I have watched and reviewed the George Floyd video countless times. In all my years doing this, I have never seen a more blatant disregard for human life than what I witnessed in that video. It haunts me. It made me sick to my stomach. I can’t stop thinking about it. I’ve seen plenty of suffering and death in 19 years but have never watched a man die while the people who are supposed to protect them watched it happen and did nothing.

Kneeling on someone’s neck is not a technique that is taught or accepted anywhere that I’m aware of. As a matter of fact, we specifically tell recruits and cops NOT to kneel anywhere near the spine or neck because you can paralyze or kill someone. There are countless other ways to control someone on the ground that don’t involve putting your knee into a person’s neck with all your weight for over 8 minutes.
 

1 comment:

Anonymous said...

Officer Bissonnette is delusional about the ratio of "bad apple" cops to law abiding cops. He claims it's only 1% of cops that are bad, but if that is the case, why did the other 2 cops not stop the guy kneeling on George Floyd's neck? It's because they are "bad apple" cops too, just like so many. It's not 1% of cops are brutal anti civil rights monsters, it's more like 50%-75%. I'm sick and tired of the cops treating my people of color and houseless neighbors with disrespect and brutality. I am tired of police disregard for human life by police who break into homes without knocking, like in Breonna Taylor's murder.

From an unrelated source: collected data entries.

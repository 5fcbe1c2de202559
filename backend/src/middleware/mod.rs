// backend/src/middleware/mod.rs
// Middleware modules

pub mod rate_limit;
pub mod request_context;

pub use rate_limit::{RateLimiter, rate_limit_middleware};
pub use request_context::request_context_middleware;
use serde::{Deserialize, Serialize};
use serde_json::Value;

use crate::errors::AppError;
use crate::models::analysis::TriageAction;

/// Raw triage verdict as returned by the model, before domain validation.
#[derive(Debug, Clone, Serialize, Deserialize)]
pub struct TriageOutput {
    pub primary_action: String,
}

/// JSON schema passed to the provider as the requested response format.
pub fn get_triage_schema() -> Value {
    serde_json::json!({
        "type": "object",
        "properties": {
            "primary_action": {
                "type": "string",
                "enum": ["FLAG", "IGNORE", "RESPOND"],
                "description": "The single primary action for this message. Must be one of the exact values listed."
            }
        },
        "required": ["primary_action"]
    })
}

impl TriageOutput {
    /// Domain membership check. The schema already constrains the provider,
    /// but the contract does not trust the wire; anything outside the
    /// three-value domain is rejected here.
    pub fn validate(&self) -> Result<(), AppError> {
        if TriageAction::parse(&self.primary_action).is_none() {
            return Err(AppError::AgentOutputInvalid(format!(
                "invalid triage action: {:?}",
                self.primary_action
            )));
        }
        Ok(())
    }

    pub fn to_action(&self) -> Result<TriageAction, AppError> {
        TriageAction::parse(&self.primary_action).ok_or_else(|| {
            AppError::AgentOutputInvalid(format!(
                "invalid triage action: {:?}",
                self.primary_action
            ))
        })
    }
}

Bissonette seems to keep an extremely rosy tinted view of police and their harmful impacts on the communities they occupy. He seems to be blissfully unaware that the vast majority of rioters ARE the POLICE. They are the ones who fire "less lethal" bullets into crowds at head height, and taze people on the ground in handcuffs, and beat people who are on already injured as they are trying to leave the area. The "Patriot Prayer" man who was shot in late August in Portland Oregon, after the tRump car idiocy, watch footage of the aftermath, the cops forced away a street medic who working to stop the shooting victim from bleeding out. The cops violently shoved the medic away and allowed the victim to bleed out while waiting for the ambulance, which came after the victim was likely dead. The video sure looks like the police insured the shooting victim died so they could have a white supremacy martyr. Yeah right only 1% are bad cops, this cop is delusional.